The U.S. Food and Drug Administration (FDA) has rejected Orexo’s application for a new, high-dose drug for reversing opioid overdoses.
The Sweden-based pharmaceutical company said the FDA’s request for additional technical data was “unexpected” and that it’s working with the agency to enable a resubmission.
Orexo submitted the new drug application in September 2023.
The company said it developed OX124 to be absorbed quickly for “high bioavailability” to reverse the effects of synthetic opioid poisoning.
The new drug is expected to address the demand for higher naloxone dosages. Synthetic opioids, such as fentanyl, are implicated in about 92 percent of all fatal opioid overdoses.

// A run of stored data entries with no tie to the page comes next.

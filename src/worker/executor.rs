use std::process::Stdio;

use async_trait::async_trait;
use tokio::process::Command;

use crate::scheduler::{HandlerError, JobContext, JobHandler};

/// Result of one shell execution.
#[derive(Debug)]
pub struct ExecutionResult {
    pub success: bool,
    pub output: Option<String>,
    pub error: Option<String>,
}

/// Job handler that runs a shell command taken from the job payload.
///
/// The payload is expected to carry `{"command": "..."}`. Registered by
/// the node binary as the built-in `shell` job type.
#[derive(Debug, Clone, Default)]
pub struct ShellExecutor;

impl ShellExecutor {
    pub fn new() -> Self {
        Self
    }

    /// Run `command` via `sh -c` and capture its output.
    pub async fn execute(&self, job_id: &str, command: &str) -> ExecutionResult {
        tracing::info!(job_id, command, "Executing shell job");

        let result = Command::new("sh")
            .arg("-c")
            .arg(command)
            .stdout(Stdio::piped())
            .stderr(Stdio::piped())
            .output()
            .await;

        match result {
            Ok(output) => {
                let stdout = String::from_utf8_lossy(&output.stdout).to_string();
                let stderr = String::from_utf8_lossy(&output.stderr).to_string();

                let (success, error) = if output.status.success() {
                    (true, None)
                } else {
                    (
                        false,
                        Some(if stderr.is_empty() {
                            format!("Exit code: {:?}", output.status.code())
                        } else {
                            stderr
                        }),
                    )
                };

                tracing::info!(
                    job_id,
                    success,
                    exit_code = ?output.status.code(),
                    "Shell job finished"
                );

                ExecutionResult {
                    success,
                    output: if stdout.is_empty() { None } else { Some(stdout) },
                    error,
                }
            }
            Err(err) => {
                tracing::error!(job_id, error = %err, "Shell job failed to spawn");
                ExecutionResult {
                    success: false,
                    output: None,
                    error: Some(err.to_string()),
                }
            }
        }
    }
}

#[async_trait]
impl JobHandler for ShellExecutor {
    async fn run(&self, job: JobContext) -> std::result::Result<(), HandlerError> {
        let command = job
            .job
            .data
            .get("command")
            .and_then(|value| value.as_str())
            .ok_or("shell job payload is missing \"command\"")?;

        let result = self.execute(&job.job.id, command).await;
        if result.success {
            Ok(())
        } else {
            Err(result
                .error
                .unwrap_or_else(|| "shell command failed".to_string())
                .into())
        }
    }
}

“The agency has long prioritized access to naloxone products, and we welcome manufacturers of other naloxone products to discuss potential nonprescription development programs with the FDA.”
According to Orexo, the company submitted the required technical data in its initial new drug application using data generated during its pilot-scale production.
Earlier this year, the company said it received comments from the FDA about the drug’s instructions, possibly delaying its targeted launch for later this year or early 2025.
Now, Orexo says the FDA is seeking commercial-scale manufacturing data.
“I am impressed by the vigour and agility of the teams in Sweden and the US in addressing FDA’s concerns from April regarding the instructions for use and our ability to complete a new human factors study shortly,” Nikolaj Sørensen, Orexo’s president and CEO, said in a statement on July 16.
“However, I am surprised with the agency’s other requests with regards to additional technical data from final commercial product, but I am confident we can address this efficiently.”
Mr. Sørensen said he believes the medication will reduce the number of opioid-related deaths in the United States and that he and his team are taking action to respond to the FDA request.
The FDA review period after resubmission of a new drug application could take up to six months.